Start of Material for the task

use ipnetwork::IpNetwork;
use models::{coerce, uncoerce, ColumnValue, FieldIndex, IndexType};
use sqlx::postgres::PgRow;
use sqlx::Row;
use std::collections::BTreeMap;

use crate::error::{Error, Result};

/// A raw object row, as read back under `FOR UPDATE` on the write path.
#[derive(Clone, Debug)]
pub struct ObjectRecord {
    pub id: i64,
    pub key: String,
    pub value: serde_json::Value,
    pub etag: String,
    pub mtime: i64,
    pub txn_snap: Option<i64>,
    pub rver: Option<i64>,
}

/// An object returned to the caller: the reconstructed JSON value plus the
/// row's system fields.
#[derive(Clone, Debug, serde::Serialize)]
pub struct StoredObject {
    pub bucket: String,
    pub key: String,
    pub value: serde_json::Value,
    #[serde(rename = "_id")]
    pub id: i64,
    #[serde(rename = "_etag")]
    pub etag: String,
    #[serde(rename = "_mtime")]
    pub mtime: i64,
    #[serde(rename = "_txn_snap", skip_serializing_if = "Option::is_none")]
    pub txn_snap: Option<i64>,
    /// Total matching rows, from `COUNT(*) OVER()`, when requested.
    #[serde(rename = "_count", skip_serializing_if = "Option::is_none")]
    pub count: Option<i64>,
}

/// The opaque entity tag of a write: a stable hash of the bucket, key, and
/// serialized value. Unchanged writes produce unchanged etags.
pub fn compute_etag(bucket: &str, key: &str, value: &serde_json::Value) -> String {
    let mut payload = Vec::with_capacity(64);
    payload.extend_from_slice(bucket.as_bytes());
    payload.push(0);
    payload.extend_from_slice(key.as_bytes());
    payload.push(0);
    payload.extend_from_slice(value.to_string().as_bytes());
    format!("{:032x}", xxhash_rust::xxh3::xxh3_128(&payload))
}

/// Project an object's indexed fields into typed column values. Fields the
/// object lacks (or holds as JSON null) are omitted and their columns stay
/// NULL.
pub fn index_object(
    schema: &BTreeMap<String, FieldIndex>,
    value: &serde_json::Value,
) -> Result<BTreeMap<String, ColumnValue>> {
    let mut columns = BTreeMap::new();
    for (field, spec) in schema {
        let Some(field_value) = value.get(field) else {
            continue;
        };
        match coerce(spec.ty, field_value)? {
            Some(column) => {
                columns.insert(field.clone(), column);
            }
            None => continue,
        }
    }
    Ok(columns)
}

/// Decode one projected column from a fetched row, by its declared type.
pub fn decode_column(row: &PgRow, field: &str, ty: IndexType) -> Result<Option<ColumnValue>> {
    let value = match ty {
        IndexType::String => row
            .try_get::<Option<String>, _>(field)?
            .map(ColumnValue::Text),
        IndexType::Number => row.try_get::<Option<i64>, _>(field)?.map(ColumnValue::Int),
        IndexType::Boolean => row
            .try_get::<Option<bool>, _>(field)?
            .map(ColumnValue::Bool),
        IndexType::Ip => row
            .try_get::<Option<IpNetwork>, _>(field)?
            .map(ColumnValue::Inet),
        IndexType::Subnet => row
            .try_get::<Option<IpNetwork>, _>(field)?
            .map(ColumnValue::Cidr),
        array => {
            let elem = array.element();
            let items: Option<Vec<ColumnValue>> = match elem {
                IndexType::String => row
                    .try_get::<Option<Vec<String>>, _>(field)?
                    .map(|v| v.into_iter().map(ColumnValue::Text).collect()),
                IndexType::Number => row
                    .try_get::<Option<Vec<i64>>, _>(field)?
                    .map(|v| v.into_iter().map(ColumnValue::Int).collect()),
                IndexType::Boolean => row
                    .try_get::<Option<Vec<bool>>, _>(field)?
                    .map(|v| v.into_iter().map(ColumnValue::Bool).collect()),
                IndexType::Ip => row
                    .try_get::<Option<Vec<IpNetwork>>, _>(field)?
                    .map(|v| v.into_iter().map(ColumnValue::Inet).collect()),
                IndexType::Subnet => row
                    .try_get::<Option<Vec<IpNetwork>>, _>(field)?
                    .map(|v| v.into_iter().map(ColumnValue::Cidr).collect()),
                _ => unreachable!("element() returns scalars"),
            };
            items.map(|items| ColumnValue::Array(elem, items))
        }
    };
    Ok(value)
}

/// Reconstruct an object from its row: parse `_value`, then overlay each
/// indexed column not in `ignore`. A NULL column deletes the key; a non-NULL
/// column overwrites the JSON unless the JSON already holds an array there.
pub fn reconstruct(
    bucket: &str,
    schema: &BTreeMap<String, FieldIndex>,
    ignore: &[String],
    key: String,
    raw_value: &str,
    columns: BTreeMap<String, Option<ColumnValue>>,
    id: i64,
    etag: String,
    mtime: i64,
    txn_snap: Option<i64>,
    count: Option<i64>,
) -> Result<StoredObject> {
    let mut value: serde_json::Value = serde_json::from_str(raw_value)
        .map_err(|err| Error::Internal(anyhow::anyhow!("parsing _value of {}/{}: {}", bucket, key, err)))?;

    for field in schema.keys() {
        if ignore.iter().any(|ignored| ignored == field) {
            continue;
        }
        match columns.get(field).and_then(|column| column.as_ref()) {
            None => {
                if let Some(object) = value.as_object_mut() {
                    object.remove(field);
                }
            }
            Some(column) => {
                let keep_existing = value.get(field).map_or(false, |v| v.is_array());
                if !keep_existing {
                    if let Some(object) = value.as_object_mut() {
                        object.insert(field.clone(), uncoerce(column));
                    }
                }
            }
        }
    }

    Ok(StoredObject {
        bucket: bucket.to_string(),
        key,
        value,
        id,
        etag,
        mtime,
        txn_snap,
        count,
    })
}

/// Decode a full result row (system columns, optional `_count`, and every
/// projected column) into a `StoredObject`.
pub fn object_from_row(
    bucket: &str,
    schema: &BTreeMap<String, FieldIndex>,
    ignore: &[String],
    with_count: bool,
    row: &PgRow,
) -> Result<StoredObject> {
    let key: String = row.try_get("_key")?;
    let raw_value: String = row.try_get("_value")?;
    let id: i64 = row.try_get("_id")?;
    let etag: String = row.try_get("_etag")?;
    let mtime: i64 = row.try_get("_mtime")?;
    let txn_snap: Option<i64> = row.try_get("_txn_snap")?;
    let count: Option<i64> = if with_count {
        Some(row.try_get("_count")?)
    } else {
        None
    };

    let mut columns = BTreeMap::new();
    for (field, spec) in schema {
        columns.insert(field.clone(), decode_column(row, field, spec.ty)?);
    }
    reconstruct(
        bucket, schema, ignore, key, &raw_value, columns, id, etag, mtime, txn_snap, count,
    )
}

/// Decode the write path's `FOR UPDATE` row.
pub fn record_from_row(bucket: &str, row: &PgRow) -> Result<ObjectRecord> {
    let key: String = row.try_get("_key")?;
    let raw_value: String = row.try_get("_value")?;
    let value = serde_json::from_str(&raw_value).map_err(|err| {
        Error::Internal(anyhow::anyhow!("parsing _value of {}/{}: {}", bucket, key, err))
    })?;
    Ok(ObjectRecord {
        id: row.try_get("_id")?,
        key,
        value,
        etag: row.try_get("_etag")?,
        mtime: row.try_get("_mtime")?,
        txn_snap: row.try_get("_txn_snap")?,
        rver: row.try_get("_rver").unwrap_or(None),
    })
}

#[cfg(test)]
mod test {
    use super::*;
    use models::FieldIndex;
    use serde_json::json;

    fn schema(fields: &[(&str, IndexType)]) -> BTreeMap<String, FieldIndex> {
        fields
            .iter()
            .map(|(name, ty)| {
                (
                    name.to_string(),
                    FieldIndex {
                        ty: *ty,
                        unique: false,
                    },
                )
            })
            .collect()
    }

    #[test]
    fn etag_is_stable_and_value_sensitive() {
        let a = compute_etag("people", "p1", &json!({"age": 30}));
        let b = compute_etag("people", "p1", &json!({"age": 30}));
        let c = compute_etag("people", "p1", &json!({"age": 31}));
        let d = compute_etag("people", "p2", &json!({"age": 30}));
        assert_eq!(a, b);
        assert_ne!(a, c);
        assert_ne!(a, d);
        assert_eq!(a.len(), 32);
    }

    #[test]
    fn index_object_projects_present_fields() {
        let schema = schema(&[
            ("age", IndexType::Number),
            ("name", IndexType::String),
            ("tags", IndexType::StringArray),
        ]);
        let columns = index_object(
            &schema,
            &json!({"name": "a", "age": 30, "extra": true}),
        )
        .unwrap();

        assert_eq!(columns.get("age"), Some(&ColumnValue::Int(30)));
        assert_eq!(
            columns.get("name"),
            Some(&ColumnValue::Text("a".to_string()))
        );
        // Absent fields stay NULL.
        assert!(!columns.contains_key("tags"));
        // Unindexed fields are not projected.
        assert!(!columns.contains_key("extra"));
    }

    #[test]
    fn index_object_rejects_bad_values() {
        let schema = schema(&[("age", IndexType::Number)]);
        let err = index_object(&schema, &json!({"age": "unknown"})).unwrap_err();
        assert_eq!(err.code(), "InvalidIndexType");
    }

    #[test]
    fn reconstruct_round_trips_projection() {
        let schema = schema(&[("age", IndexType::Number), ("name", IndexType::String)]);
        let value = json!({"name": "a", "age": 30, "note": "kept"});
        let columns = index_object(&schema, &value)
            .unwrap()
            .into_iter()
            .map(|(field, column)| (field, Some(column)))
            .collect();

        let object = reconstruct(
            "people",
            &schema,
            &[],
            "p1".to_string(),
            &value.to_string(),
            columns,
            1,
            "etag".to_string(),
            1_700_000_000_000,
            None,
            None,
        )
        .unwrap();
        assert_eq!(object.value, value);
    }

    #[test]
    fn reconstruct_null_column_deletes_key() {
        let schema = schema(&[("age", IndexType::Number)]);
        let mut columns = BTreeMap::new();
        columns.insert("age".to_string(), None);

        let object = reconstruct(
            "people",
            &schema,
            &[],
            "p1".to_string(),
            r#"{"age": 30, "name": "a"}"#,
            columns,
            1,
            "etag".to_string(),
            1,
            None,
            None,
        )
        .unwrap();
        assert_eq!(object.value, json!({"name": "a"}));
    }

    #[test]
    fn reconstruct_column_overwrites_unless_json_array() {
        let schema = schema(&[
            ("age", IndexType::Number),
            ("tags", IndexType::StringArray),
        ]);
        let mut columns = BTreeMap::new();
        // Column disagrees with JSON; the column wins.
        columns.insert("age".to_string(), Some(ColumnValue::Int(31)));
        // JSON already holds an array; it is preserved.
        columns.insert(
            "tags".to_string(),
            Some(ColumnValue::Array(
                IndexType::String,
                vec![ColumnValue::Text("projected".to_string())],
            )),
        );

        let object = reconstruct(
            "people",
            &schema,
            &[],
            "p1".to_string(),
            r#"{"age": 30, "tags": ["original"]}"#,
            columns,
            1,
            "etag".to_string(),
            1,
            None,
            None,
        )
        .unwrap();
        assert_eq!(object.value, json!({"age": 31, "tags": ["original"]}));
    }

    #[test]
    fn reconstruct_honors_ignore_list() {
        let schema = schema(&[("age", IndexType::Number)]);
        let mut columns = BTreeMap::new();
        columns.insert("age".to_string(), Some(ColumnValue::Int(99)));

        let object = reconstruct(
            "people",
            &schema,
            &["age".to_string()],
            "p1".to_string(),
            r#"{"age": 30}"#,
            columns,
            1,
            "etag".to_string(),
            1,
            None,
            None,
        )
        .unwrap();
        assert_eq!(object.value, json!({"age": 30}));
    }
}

End of Material for the task
Start of Material for the task

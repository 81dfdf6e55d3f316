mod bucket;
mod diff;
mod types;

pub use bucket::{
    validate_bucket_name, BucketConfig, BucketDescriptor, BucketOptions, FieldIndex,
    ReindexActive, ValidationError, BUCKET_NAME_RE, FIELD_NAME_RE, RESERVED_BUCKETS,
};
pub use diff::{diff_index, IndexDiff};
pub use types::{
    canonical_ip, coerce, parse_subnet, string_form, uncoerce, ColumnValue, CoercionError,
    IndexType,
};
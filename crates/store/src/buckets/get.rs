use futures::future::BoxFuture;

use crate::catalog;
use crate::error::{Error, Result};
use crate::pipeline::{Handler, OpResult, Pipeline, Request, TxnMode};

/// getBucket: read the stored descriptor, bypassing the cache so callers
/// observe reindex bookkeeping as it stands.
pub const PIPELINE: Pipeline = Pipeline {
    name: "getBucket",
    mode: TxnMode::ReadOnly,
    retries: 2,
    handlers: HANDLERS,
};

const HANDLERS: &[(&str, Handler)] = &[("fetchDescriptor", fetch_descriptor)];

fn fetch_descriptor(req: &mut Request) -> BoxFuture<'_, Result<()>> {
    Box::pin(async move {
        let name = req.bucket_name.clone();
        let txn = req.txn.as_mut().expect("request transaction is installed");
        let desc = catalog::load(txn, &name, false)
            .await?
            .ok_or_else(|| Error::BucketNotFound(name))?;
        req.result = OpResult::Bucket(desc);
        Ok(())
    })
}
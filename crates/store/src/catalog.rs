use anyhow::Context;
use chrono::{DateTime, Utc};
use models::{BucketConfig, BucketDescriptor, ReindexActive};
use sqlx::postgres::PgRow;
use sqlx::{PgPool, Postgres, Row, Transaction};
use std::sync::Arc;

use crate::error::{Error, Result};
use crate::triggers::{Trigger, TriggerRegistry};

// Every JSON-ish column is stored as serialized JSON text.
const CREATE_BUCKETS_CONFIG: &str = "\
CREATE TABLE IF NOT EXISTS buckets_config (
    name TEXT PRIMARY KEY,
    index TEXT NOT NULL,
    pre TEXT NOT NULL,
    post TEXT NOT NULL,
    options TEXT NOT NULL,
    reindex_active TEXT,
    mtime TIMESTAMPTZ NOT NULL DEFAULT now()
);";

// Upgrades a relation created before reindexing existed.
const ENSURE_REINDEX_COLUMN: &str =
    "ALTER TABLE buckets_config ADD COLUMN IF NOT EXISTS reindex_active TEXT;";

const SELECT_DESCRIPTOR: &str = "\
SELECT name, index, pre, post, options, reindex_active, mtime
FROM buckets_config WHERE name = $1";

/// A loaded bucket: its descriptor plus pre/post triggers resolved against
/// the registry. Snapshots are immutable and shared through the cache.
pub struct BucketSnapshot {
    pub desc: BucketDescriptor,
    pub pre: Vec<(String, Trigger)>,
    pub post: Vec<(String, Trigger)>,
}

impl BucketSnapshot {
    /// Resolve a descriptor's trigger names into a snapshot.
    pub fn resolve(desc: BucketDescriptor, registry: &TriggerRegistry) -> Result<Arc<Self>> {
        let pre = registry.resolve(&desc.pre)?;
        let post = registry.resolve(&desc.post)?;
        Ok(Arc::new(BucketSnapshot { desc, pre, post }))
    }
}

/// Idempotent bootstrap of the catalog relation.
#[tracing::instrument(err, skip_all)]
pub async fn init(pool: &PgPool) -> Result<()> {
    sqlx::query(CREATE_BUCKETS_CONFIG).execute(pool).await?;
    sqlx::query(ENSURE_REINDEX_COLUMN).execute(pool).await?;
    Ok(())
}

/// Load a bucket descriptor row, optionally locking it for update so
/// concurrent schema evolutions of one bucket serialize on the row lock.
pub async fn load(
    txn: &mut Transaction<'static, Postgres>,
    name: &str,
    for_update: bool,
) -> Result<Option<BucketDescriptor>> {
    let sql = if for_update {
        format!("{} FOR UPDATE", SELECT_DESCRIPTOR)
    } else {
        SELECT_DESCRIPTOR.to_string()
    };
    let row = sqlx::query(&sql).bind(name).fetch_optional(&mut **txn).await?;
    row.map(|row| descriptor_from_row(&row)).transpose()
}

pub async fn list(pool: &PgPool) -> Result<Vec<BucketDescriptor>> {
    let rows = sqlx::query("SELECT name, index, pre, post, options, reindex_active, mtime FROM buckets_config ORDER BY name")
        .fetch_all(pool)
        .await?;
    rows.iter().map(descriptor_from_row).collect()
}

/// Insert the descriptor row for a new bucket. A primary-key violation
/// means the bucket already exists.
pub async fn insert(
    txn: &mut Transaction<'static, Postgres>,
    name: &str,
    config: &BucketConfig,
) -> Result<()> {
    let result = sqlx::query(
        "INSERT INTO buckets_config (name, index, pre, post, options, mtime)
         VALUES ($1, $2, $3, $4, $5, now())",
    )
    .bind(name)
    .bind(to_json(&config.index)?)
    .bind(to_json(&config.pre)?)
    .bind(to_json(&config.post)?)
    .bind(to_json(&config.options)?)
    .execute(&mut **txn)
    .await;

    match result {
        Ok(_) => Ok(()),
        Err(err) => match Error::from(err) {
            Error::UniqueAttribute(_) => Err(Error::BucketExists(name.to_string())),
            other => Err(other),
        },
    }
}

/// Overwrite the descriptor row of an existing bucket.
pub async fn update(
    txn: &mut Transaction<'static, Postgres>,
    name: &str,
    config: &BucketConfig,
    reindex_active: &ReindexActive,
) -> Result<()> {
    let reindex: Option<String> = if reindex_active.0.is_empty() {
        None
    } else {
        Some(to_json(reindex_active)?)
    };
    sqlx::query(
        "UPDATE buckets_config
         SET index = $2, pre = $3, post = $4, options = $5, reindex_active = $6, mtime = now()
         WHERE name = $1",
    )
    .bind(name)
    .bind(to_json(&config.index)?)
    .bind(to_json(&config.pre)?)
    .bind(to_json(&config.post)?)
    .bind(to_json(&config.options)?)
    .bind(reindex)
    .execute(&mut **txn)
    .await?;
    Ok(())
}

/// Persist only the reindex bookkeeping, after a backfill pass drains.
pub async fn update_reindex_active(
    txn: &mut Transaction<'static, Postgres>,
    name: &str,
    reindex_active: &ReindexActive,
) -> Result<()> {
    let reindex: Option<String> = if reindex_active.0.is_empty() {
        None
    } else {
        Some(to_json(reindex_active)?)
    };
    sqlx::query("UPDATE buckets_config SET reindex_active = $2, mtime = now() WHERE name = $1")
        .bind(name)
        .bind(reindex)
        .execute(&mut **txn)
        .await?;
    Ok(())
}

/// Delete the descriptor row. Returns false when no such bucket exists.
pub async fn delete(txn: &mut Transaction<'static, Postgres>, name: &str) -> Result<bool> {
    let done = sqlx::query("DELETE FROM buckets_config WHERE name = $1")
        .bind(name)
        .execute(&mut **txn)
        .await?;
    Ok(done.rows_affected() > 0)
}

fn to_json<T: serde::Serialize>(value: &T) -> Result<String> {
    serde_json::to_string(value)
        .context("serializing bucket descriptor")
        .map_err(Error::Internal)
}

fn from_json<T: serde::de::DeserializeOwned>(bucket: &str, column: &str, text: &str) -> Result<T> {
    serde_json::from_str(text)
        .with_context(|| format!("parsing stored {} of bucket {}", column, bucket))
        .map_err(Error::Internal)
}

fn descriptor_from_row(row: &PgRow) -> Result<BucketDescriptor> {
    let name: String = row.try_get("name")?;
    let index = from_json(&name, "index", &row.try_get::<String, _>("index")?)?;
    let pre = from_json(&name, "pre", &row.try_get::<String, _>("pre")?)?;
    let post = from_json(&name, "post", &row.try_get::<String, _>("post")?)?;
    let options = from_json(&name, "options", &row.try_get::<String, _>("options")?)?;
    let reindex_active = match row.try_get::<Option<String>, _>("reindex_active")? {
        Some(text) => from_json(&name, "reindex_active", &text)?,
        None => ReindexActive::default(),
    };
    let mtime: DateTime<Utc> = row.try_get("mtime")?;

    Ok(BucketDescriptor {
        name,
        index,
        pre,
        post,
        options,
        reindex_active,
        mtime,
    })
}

End of Material for the task
Start of Material for the task

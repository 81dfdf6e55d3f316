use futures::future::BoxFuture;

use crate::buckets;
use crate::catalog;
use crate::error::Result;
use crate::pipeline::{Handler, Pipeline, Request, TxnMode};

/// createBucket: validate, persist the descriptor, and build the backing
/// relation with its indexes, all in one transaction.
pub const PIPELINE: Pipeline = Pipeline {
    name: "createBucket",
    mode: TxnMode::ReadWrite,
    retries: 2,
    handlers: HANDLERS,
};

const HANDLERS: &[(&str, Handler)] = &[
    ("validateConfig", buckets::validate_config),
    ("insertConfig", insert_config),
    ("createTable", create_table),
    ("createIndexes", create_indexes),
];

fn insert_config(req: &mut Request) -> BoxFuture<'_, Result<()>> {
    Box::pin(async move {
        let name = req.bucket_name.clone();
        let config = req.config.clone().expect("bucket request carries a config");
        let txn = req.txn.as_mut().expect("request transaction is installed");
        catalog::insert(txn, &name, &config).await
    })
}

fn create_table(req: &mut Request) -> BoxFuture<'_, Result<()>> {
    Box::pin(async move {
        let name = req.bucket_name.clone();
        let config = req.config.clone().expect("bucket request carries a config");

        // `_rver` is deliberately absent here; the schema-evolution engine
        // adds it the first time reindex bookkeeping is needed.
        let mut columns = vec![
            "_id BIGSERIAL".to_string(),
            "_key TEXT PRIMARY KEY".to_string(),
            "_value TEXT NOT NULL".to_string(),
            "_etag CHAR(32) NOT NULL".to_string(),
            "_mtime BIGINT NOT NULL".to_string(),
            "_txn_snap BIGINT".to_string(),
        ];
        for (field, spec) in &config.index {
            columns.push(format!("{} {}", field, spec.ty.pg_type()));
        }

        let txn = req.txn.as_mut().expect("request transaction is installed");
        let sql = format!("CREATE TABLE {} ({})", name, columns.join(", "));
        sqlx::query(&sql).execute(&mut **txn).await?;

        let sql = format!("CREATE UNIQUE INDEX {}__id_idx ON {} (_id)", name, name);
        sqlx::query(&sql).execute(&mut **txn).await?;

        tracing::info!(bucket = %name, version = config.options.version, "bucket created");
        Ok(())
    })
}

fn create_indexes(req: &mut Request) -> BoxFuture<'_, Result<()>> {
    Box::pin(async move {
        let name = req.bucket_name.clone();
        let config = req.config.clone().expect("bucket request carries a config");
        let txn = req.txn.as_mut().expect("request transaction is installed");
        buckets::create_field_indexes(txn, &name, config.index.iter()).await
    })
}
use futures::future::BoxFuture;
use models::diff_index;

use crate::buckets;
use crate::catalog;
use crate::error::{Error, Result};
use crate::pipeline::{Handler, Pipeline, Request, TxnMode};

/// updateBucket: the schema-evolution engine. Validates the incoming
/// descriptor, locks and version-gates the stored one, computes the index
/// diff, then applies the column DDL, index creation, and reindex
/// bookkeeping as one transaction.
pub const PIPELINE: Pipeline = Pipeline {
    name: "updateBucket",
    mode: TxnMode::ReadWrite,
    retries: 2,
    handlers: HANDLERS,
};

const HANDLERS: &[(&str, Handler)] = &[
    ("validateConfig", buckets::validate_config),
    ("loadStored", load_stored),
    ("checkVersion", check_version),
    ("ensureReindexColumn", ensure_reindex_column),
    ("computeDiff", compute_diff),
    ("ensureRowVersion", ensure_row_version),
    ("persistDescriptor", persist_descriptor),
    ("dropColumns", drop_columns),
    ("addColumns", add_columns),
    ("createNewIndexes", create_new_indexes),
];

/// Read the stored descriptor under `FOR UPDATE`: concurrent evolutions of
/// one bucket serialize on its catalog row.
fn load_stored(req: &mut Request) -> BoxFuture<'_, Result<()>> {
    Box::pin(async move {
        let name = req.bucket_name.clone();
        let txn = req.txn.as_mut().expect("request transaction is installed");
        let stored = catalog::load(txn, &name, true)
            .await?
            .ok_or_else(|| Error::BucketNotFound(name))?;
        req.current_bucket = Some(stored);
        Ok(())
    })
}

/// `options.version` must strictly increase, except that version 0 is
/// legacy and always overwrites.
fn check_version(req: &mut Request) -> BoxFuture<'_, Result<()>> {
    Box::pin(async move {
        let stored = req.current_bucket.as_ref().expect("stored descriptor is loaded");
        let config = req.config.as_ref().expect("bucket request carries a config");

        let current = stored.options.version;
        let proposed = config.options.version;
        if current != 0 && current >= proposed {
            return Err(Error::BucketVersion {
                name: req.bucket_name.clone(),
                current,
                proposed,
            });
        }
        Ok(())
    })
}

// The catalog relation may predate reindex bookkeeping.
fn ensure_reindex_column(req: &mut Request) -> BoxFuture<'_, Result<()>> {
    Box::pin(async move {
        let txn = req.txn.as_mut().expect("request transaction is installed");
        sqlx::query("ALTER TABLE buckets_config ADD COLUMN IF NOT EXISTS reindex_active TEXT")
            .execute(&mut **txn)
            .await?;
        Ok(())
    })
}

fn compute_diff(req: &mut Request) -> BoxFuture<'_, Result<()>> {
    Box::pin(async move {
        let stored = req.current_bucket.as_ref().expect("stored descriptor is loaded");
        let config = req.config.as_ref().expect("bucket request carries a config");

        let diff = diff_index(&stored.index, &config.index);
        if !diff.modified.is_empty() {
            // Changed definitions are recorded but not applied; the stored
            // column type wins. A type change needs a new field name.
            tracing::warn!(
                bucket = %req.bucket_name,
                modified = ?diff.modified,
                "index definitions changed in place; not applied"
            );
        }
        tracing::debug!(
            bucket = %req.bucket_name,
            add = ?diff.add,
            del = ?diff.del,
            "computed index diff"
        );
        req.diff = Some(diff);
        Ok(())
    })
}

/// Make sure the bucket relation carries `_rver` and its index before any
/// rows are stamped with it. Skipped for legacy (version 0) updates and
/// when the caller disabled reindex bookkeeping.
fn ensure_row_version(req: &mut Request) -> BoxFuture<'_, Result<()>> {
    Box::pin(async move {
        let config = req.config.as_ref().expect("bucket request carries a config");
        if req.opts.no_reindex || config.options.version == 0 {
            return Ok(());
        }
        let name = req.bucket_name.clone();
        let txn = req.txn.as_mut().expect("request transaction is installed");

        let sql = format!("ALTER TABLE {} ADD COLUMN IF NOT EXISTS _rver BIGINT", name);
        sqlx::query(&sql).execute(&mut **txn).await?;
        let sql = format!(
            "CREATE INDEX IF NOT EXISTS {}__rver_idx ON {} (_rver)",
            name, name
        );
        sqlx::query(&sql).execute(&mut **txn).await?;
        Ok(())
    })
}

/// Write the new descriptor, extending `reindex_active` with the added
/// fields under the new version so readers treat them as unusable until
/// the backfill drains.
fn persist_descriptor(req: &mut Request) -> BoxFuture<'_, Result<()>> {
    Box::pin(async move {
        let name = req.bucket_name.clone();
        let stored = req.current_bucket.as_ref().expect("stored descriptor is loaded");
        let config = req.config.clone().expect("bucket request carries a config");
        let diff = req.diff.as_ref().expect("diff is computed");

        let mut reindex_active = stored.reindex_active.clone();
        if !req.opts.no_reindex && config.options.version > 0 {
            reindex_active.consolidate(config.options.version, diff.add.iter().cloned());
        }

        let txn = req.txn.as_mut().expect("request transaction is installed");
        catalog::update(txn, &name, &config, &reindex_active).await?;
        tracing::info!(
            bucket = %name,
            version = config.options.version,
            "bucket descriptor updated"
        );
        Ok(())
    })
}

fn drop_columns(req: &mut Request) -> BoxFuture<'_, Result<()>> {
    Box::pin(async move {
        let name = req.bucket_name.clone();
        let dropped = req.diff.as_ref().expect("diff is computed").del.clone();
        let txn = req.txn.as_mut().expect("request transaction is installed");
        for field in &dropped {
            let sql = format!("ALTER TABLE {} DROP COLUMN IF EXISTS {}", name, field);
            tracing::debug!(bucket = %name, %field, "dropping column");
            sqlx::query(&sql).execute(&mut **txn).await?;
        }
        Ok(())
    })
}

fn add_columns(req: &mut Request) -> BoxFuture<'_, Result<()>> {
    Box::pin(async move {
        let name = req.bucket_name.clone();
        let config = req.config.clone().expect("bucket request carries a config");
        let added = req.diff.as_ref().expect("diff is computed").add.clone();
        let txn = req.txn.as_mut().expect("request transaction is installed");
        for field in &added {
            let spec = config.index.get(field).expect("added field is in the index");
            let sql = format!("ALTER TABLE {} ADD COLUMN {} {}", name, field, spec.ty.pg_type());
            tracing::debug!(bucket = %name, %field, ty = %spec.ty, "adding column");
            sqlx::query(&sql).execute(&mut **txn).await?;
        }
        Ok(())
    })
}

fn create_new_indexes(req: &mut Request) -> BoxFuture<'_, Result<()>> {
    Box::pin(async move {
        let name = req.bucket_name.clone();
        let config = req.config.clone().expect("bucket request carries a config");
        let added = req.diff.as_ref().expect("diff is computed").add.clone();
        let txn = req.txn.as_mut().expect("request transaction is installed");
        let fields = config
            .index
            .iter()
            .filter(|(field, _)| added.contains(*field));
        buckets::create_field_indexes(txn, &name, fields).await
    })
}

End of Material for the task

## Exercise details:
Find all the lines containing "drains" in the material, then copy them.

## Solution to the exercise:
/// Persist only the reindex bookkeeping, after a backfill pass drains.
/// the backfill drains.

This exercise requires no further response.